Frank’s Position Analysis — September 2005
by Frank Frigo
The Situation:
- match to 9 points
- white has 2 (Roger Hickman)
- blue has 4 (Brandon Debes)
- white on-roll
- pip count: white = 23, blue = 29
This bear-off problem is submitted by Brandon Debes from one of his matches during the recent 53rd Indiana Open held over Labor Day weekend in Indianapolis.
To assess this decision properly, both Brandon and his opponent have multiple considerations:
- What is the match score? And how does this doubling decision differ from a standard “money” doubling decision?
- What are blue’s (and white’s) winning prospects if this game is played to completion?
- Does the cube have any future value to the doubler or the taker?
- If the decision is close, should the players be considering any skill differentials?
First let’s assess all of the possible match scores that affect the decision. For those who haven’t memorized a match equity table, a simpler method exists for calculating equities over the board. Several years ago, Neil Kazaross developed the “Neil’s Numbers” shortcut. It is really easy to use once you have committed a few number correlations to memory. Here’s how it works:
| Trailer’s points needed | 3 | 4 | 5 | 6 | 8 | 11 | 15 |
|---|---|---|---|---|---|---|---|
| Corresponding multiplier | 10 | 9 | 8 | 7 | 6 | 5 | 4 |
To assess the match equity for the leader, determine the number of points the trailer needs to win the match, find the corresponding multiplier, and multiply that number by the score differential. Then simply add that total to 50%.

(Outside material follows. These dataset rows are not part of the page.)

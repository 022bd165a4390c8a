use dashforge_theme::{
    create_dark_theme, create_light_theme, create_theme, dark_theme, generate_css_vars,
    light_theme, merge_themes, PartialTheme, Shade, Theme, ThemeName,
};
use pretty_assertions::assert_eq;

#[test]
fn merging_an_empty_layer_is_identity() {
    for theme in [light_theme(), dark_theme()] {
        assert_eq!(&merge_themes(theme, &PartialTheme::new()), theme);
    }

    let sparse = Theme::from_colors([("primary", "#000000")]);
    assert_eq!(merge_themes(&sparse, &PartialTheme::default()), sparse);
}

#[test]
fn override_wins_and_other_colors_survive() {
    let merged = merge_themes(light_theme(), &PartialTheme::new().color("primary", "#abcdef"));

    assert_eq!(merged.colors["primary"], Shade::new("#abcdef"));
    for (key, shade) in &light_theme().colors {
        if key != "primary" {
            assert_eq!(&merged.colors[key.as_str()], shade, "color `{key}` changed");
        }
    }
}

#[test]
fn partial_only_colors_are_added() {
    let merged = merge_themes(light_theme(), &PartialTheme::new().color("brand", "#ff6b35"));
    assert_eq!(merged.colors.len(), light_theme().colors.len() + 1);
    assert_eq!(merged.name.as_deref(), Some("light"));
}

#[test]
fn create_theme_keeps_base_categories() {
    let custom = create_light_theme(
        &PartialTheme::new()
            .name("custom")
            .color("primary", "#ff0000")
            .color("on-primary", "#ffffff"),
    );

    assert_eq!(custom.name.as_deref(), Some("custom"));
    assert_eq!(custom.colors["primary"].base, "#ff0000");
    assert_eq!(custom.colors["on-primary"].base, "#ffffff");
    assert_eq!(custom.colors["secondary"], light_theme().colors["secondary"]);
    assert_eq!(custom.spacing, light_theme().spacing);
    assert_eq!(custom.typography, light_theme().typography);
    assert_eq!(custom.shape, light_theme().shape);
    assert_eq!(custom.elevation, light_theme().elevation);
}

#[test]
fn create_theme_config_category_beats_base() {
    let config = PartialTheme::new().spacing("md", "18px");
    let custom = create_theme(&config, dark_theme());
    let spacing = custom.spacing.unwrap();
    assert_eq!(spacing.len(), 1);
    assert_eq!(spacing["md"], "18px");
    assert!(!spacing.contains_key("lg"));
    assert_eq!(custom.typography, dark_theme().typography);
}

#[test]
fn dark_helper_builds_on_dark_base() {
    let custom = create_dark_theme(&PartialTheme::new().color("primary", "#abc"));

    assert_eq!(custom.colors["background"], dark_theme().colors["background"]);
    assert_ne!(custom.colors["background"], light_theme().colors["background"]);
    assert_eq!(custom.name.as_deref(), Some("dark"));
}

#[test]
fn projection_is_deterministic() {
    let theme = create_light_theme(
        &PartialTheme::new().token("brand-gradient", "linear-gradient(red, blue)"),
    );
    let first = generate_css_vars(&theme);
    let second = generate_css_vars(&theme);

    assert_eq!(first, second);
    let first_keys: Vec<&String> = first.keys().collect();
    let second_keys: Vec<&String> = second.keys().collect();
    assert_eq!(first_keys, second_keys);
    assert_eq!(first["--df-brand-gradient"], "linear-gradient(red, blue)");
}

#[test]
fn built_in_projection_covers_every_category() {
    let vars = generate_css_vars(light_theme());

    assert_eq!(vars["--df-color-primary"], "#6750a4");
    assert_eq!(vars["--df-color-on-primary"], "#ffffff");
    assert_eq!(vars["--df-spacing-2xl"], "48px");
    assert_eq!(vars["--df-font-weight-title-large"], "500");
    assert_eq!(vars["--df-corner-medium"], "12px");
    assert_eq!(vars["--df-level-0"], "none");
    assert_eq!(vars["--df-elevation-5"], "0px 20px 40px rgba(0, 0, 0, 0.2)");
    assert!(vars.values().all(|v| !v.is_empty()));
}

#[test]
fn theme_names_resolve_to_built_ins() {
    assert_eq!(ThemeName::Dark.theme(), dark_theme());
    assert_eq!(ThemeName::default().theme(), light_theme());
}

#[test]
fn partial_theme_from_json() {
    let partial: PartialTheme = parse_partial(
        r##"{
            "name": "brand",
            "colors": {
                "primary": { "base": "#ff6b35", "on-base": "#ffffff" },
                "accent": "#0077b6"
            },
            "typography": {
                "body-large": { "fontSize": "17px", "fontWeight": 400, "lineHeight": "24px", "letterSpacing": "0px" }
            }
        }"##,
    );
    let theme = create_light_theme(&partial);
    let vars = generate_css_vars(&theme);

    assert_eq!(vars["--df-color-on-primary"], "#ffffff");
    assert_eq!(vars["--df-color-accent"], "#0077b6");
    assert_eq!(vars["--df-font-size-body-large"], "17px");
    assert!(!vars.contains_key("--df-font-size-body-small"));
    assert_eq!(vars["--df-spacing-md"], light_theme().spacing.as_ref().unwrap()["md"]);
}

fn parse_partial(src: &str) -> PartialTheme {
    serde_json::from_str(src).expect("valid partial theme")
}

In this case, if Brandon passes the double he will be trailing 6-4 to 9. Therefore, as the trailer he will be 5 points from victory. The corresponding multiplier is 8. (You may interpolate for numbers not posted in the sequence.) The score differential is 2. This gives the leader a MWC of (8 × 2) + 50 = 66%. Conversely, Brandon would have a 34% MWC. This number may vary slightly from some of the match equity tables, but for practical purposes it works just fine.
To determine the trailer’s take point we also need to know what happens when he takes and wins. That’s easy since the 8 cube will put him over the 9 points needed to win the match. Thus, 100%.
The opposite is true if he takes and loses, as the 8 cube will now put his opponent over the 9 points. Thus, 0%.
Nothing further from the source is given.